Увидев, что я с сомнением пожимаю плечами, Чуань Дзон примирительно заметил:

‒ Не будем вдаваться в историю религий, Хуршид. Опираясь на твою же точку зрения, которая, в целом, справедлива, можно заключить, что и Мухаммад мог неверно истолковать слова ангела. Мы уважаем твою любовь к теологии, но сегодня мы собрались, чтобы послушать истории, ничего больше!

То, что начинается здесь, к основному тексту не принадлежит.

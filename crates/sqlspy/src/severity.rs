//! Picks the level a timing event is logged at.

use crate::channel::{EnabledLevels, Level};

/// Elapsed-time thresholds; `None` disables a threshold.
#[derive(Debug, Clone, Copy, Default, PartialEq, Eq)]
pub struct Thresholds {
    pub warn_ms: Option<u64>,
    pub error_ms: Option<u64>,
}

/// Outcome of [`select_severity`].
#[derive(Debug, Clone, Copy, PartialEq, Eq)]
pub enum Severity {
    Error,
    Warn,
    Info,
    Debug,
    /// Not logged at all.
    Suppressed,
}

impl Severity {
    /// The level to write at, or `None` when suppressed.
    pub fn level(self) -> Option<Level> {
        match self {
            Severity::Error => Some(Level::Error),
            Severity::Warn => Some(Level::Warn),
            Severity::Info => Some(Level::Info),
            Severity::Debug => Some(Level::Debug),
            Severity::Suppressed => None,
        }
    }
}

/// Choose the level for a statement that ran for `exec_ms` milliseconds.
///
/// A channel closed at error is closed entirely. Error and warn are chosen
/// by threshold; below the thresholds the most verbose enabled level of
/// debug and info wins. A channel that accepts error but not warn only
/// ever logs threshold-breaking statements.
pub fn select_severity(exec_ms: u64, thresholds: &Thresholds, enabled: EnabledLevels) -> Severity {
    if !enabled.error {
        return Severity::Suppressed;
    }
    if thresholds.error_ms.is_some_and(|t| exec_ms >= t) {
        return Severity::Error;
    }
    if !enabled.warn {
        return Severity::Suppressed;
    }
    if thresholds.warn_ms.is_some_and(|t| exec_ms >= t) {
        Severity::Warn
    } else if enabled.debug {
        Severity::Debug
    } else if enabled.info {
        Severity::Info
    } else {
        Severity::Suppressed
    }
}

‒ Будут вам и истории, – спокойно отозвался Хуршид, – но вы же ничего не поймете, если я вам сначала не объясню, что к чему, – Син Чен и Манфу исподтишка обменялись улыбками, но не злорадными, а вполне приятельскими, потому что они все любили Хуршида и уважали его твердость в вере. – Так вот, солнце ночи… Это образ света более истинного, чем тот свет, к которому мы привыкли. Это истинный свет, но для большинства из нас он скрыт завесой тьмы, чтобы мы не ослепли от его всепоглощающей истинности. Высшие посвященные способны созерцать его, но не простые люди. В Ветхом Завете, когда Бог вел иудеев по пустыне, Он скрывал Свое Лицо в столпе облачном и огненном, а говорил только с Мусой-Моисеем. Поэт, мыслитель, пророк видят сияние черного солнца и делают его доступным для масс – совсем как Муса, принесший с горы скрижали Завета. В этом их задача, в этом и наша задача, коль скоро мы имеем дело с творчеством.